**Prompt:**
Return all lines in the data where the string "true" can be found.

**Input:**
•••

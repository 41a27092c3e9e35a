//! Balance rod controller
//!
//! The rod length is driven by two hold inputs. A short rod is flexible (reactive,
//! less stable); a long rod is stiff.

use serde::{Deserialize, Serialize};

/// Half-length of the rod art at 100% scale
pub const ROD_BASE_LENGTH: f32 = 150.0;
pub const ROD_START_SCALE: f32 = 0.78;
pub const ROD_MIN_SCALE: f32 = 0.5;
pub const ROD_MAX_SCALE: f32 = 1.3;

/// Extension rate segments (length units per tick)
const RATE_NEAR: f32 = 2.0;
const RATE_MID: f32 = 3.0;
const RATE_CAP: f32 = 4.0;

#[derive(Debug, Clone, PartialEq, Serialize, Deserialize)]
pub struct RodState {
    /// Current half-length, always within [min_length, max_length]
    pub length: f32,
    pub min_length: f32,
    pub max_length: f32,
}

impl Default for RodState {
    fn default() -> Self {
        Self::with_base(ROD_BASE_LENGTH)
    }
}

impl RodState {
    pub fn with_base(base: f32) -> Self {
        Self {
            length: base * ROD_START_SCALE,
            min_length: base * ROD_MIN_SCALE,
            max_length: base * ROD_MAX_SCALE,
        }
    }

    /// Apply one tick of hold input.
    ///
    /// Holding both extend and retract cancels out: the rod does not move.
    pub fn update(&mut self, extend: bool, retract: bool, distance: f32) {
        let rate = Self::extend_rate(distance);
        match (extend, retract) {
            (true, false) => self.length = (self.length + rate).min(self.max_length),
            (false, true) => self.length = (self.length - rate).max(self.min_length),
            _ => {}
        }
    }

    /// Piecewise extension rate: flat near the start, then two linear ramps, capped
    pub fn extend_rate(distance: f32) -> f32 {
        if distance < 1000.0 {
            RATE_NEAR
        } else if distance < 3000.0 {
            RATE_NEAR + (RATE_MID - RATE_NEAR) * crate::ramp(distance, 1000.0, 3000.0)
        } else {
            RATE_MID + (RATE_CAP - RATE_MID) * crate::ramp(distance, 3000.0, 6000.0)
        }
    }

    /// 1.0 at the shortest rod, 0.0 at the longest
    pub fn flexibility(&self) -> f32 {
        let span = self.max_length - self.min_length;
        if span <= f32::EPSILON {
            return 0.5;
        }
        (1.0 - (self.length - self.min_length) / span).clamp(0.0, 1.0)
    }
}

•••

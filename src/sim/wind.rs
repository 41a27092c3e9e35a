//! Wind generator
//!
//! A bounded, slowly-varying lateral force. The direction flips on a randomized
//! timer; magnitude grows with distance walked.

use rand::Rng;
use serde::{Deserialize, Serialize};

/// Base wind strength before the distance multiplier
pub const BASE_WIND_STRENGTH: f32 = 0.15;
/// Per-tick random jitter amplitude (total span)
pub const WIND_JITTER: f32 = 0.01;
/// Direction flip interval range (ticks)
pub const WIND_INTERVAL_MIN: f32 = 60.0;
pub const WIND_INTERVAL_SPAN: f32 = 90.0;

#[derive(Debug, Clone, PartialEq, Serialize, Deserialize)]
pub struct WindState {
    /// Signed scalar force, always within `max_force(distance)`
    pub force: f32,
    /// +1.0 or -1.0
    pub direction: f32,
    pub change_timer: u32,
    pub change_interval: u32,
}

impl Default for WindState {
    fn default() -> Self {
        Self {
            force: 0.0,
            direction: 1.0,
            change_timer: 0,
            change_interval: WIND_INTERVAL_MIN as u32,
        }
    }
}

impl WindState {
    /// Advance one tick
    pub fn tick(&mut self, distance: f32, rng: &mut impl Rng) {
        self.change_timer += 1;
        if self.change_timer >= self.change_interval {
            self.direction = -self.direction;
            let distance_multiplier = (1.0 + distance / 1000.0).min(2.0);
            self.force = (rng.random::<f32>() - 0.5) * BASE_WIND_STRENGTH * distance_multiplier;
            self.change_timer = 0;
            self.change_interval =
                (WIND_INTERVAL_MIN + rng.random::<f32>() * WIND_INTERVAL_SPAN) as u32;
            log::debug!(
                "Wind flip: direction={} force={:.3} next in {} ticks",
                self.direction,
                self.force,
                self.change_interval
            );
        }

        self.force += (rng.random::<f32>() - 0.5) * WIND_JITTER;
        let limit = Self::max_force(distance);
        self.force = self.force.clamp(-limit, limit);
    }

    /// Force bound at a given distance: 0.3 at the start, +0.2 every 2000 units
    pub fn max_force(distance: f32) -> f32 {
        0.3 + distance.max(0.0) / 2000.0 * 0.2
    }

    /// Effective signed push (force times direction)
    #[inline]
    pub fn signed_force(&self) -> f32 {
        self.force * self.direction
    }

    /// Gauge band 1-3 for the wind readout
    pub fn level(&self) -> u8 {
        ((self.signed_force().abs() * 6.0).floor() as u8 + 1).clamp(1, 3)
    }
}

•••

**Completed task:**
            (true, false) => self.length = (self.length + rate).min(self.max_length),
            (false, true) => self.length = (self.length - rate).max(self.min_length),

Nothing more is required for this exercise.